Ob Sie Ihren Baum schneiden, einkürzen oder fällen dürfen, hängt davon ab, unter welchem Schutz er steht. In Brandenburg gibt es mehrere Ebenen – und sie können sich überlagern.
Stufe 1: Kommunale Baumschutzsatzung
Städte und Gemeinden können Bäume ab einem bestimmten Stammumfang unter Schutz stellen. Cottbus hat eine Baumschutzsatzung; in den Gemeinden des Spree-Neiße-Kreises gelten unterschiedliche Regelungen – manche haben keine Satzung, dort gilt nur das Landes- und Bundesrecht. Wir kennen die Regelungen der Orte, in denen wir arbeiten.
Stufe 2: Alleen und Baumreihen
Alleen und einseitige Baumreihen an Straßen und Wegen sind nach dem Brandenburgischen Naturschutzausführungsgesetz gesetzlich geschützt. Beseitigung und erhebliche Beeinträchtigung sind verboten; Pflege und Verkehrssicherung sind erlaubt, Fällungen einzelner Bäume brauchen die Genehmigung der Naturschutzbehörde.
Stufe 3: Naturdenkmale
Einzelbäume von besonderer Bedeutung – die 500-jährige Eiche, die Dorflinde – werden per Verordnung zum Naturdenkmal erklärt. Hier ist jeder Eingriff genehmigungspflichtig, auch die Pflege wird mit der Behörde abgestimmt. Die Verkehrssicherung bleibt Pflicht des Eigentümers.
Stufe 4: Schutzgebiete
Im Biosphärenreservat Spreewald, in Landschafts- und Naturschutzgebieten gelten zusätzliche Regeln der jeweiligen Schutzgebietsverordnung. Fällungen und größere Eingriffe brauchen die Zustimmung der Reservatsverwaltung bzw. der Naturschutzbehörde.

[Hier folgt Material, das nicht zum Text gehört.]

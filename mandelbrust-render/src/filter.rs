use crate::rect::partition;
use crate::task::{execute_blocking, Task, ThreadPool, WorkerContext, WorkerRoutine};
use crate::tile::PixelGrid;
use mandelbrust_core::Color;

/// A separable 1-D Gaussian filter of radius `r`, `σ = r/3`, normalised to
/// sum 1. Used for both directions of §4.4's AA refiltering pass and for
/// the whole-image `-a blur` post-process.
#[derive(Debug, Clone)]
pub struct GaussianFilter1D {
    pub radius: u32,
    weights: Vec<f64>,
}

impl GaussianFilter1D {
    pub fn new(radius: u32) -> Self {
        let sigma = radius as f64 / 3.0;
        let n = (2 * radius + 1) as usize;
        let mut weights = vec![0.0; n];
        let mut sum = 0.0;
        for (i, w) in weights.iter_mut().enumerate() {
            let offset = i as f64 - radius as f64;
            *w = (-(offset * offset) / (2.0 * sigma * sigma)).exp();
            sum += *w;
        }
        if sum > 0.0 {
            for w in weights.iter_mut() {
                *w /= sum;
            }
        }
        Self { radius, weights }
    }

    #[inline]
    pub fn weights(&self) -> &[f64] {
        &self.weights
    }

    /// Applies the filter horizontally at `(x, y)`, clamping to the image
    /// edge. `height` is the number of rows in `samples` (for bounds
    /// checking only; the sampled row never moves).
    pub fn apply_horizontal(
        &self,
        samples: &[Color],
        width: u32,
        height: u32,
        x: i64,
        y: u32,
    ) -> Color {
        self.apply_1d(samples, width, height, 1, 0, x, y as i64)
    }

    /// Applies the filter vertically at `(x, y)`, clamping to the image
    /// edge.
    pub fn apply_vertical(
        &self,
        samples: &[Color],
        width: u32,
        height: u32,
        x: u32,
        y: i64,
    ) -> Color {
        self.apply_1d(samples, width, height, 0, 1, x as i64, y)
    }

    #[allow(clippy::too_many_arguments)]
    fn apply_1d(
        &self,
        samples: &[Color],
        width: u32,
        height: u32,
        dx: i64,
        dy: i64,
        fixed_x: i64,
        fixed_y: i64,
    ) -> Color {
        let r = self.radius as i64;
        let mut acc = [0.0f64; 3];
        for (i, &w) in self.weights.iter().enumerate() {
            let offset = i as i64 - r;
            let sx = (fixed_x + offset * dx).clamp(0, width as i64 - 1);
            let sy = (fixed_y + offset * dy).clamp(0, height as i64 - 1);
            let idx = (sy as usize) * (width as usize) + (sx as usize);
            let c = samples[idx];
            acc[0] += w * c.r as f64;
            acc[1] += w * c.g as f64;
            acc[2] += w * c.b as f64;
        }
        Color::new(
            acc[0].round().clamp(0.0, 0xFFFF as f64) as u16,
            acc[1].round().clamp(0.0, 0xFFFF as f64) as u16,
            acc[2].round().clamp(0.0, 0xFFFF as f64) as u16,
        )
    }
}

/// Whole-image separable Gaussian blur (the CLI's `-a blur` mode): every
/// pixel is replaced, unconditionally, by its filtered neighbourhood —
/// unlike [`crate::aa::anti_aliase`], there is no dissimilarity gate.
pub fn blur_whole_image(pool: &ThreadPool, source: &PixelGrid, radius: u32) -> PixelGrid {
    let width = source.width();
    let height = source.height();
    let filter = GaussianFilter1D::new(radius);

    let samples = source.to_colors();
    let horizontal = PixelGrid::new(width, height);
    let worker_count = pool
        .size()
        .min((width as u64 * height as u64) as usize)
        .max(1);

    let routines: Vec<WorkerRoutine> = partition(width, height, worker_count)
        .into_iter()
        .map(|rect| {
            let horizontal = &horizontal;
            let samples = &samples;
            let filter = &filter;
            Box::new(move |ctx: &WorkerContext| {
                for y in rect.y..rect.y + rect.height {
                    for x in rect.x..rect.x + rect.width {
                        horizontal.set(
                            x,
                            y,
                            filter.apply_horizontal(samples, width, height, x as i64, y),
                        );
                    }
                    if ctx.checkpoint() {
                        return;
                    }
                }
            }) as WorkerRoutine
        })
        .collect();
    execute_blocking(pool, Task::leaf(routines), None);

    let h_samples = horizontal.to_colors();
    let out = PixelGrid::new(width, height);
    let routines: Vec<WorkerRoutine> = partition(width, height, worker_count)
        .into_iter()
        .map(|rect| {
            let out = &out;
            let h_samples = &h_samples;
            let filter = &filter;
            Box::new(move |ctx: &WorkerContext| {
                for y in rect.y..rect.y + rect.height {
                    for x in rect.x..rect.x + rect.width {
                        out.set(
                            x,
                            y,
                            filter.apply_vertical(h_samples, width, height, x, y as i64),
                        );
                    }
                    if ctx.checkpoint() {
                        return;
                    }
                }
            }) as WorkerRoutine
        })
        .collect();
    execute_blocking(pool, Task::leaf(routines), None);

    out
}

#[cfg(test)]
mod tests {
    use super::*;

    #[test]
    fn weights_sum_to_one() {
        let f = GaussianFilter1D::new(3);
        let sum: f64 = f.weights().iter().sum();
        assert!((sum - 1.0).abs() < 1e-9);
    }

    #[test]
    fn weights_are_symmetric() {
        let f = GaussianFilter1D::new(4);
        let w = f.weights();
        for i in 0..w.len() / 2 {
            assert!((w[i] - w[w.len() - 1 - i]).abs() < 1e-12);
        }
    }

    #[test]
    fn uniform_image_is_unchanged_by_filtering() {
        let samples = vec![Color::new(100, 150, 200); 9];
        let f = GaussianFilter1D::new(1);
        let out = f.apply_horizontal(&samples, 3, 3, 1, 1);
        assert_eq!(out, Color::new(100, 150, 200));
    }

    #[test]
    fn blur_leaves_uniform_image_unchanged() {
        let source = PixelGrid::new(6, 6);
        for y in 0..6 {
            for x in 0..6 {
                source.set(x, y, Color::new(10, 20, 30));
            }
        }
        let pool = ThreadPool::new(2);
        let blurred = blur_whole_image(&pool, &source, 2);
        for y in 0..6 {
            for x in 0..6 {
                assert_eq!(blurred.get(x, y), Color::new(10, 20, 30));
            }
        }
    }

    #[test]
    fn blur_smooths_a_sharp_edge() {
        let source = PixelGrid::new(8, 1);
        for x in 0..8 {
            source.set(x, 0, if x < 4 { Color::BLACK } else { Color::WHITE });
        }
        let pool = ThreadPool::new(2);
        let blurred = blur_whole_image(&pool, &source, 2);
        // a pixel straddling the edge should land strictly between black
        // and white, unlike the untouched source.
        assert!(blurred.get(4, 0).r > 0 && blurred.get(4, 0).r < 0xFFFF);
    }
}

Immer: Artenschutz und Schonzeit
Unabhängig vom Standort schützt das Bundesnaturschutzgesetz Nester, Höhlen und Quartiere und untersagt zwischen März und September starke Rückschnitte und Fällungen außerhalb von Gärten.
Was das für Sie bedeutet
Vor jeder Fällung prüfen wir, welche Schutzstufe gilt, und übernehmen die Abstimmung mit den Behörden. So vermeiden Sie Bußgelder und bekommen eine Lösung, die rechtssicher ist – ob Pflege, Einkürzung oder genehmigte Fällung mit Ersatzpflanzung.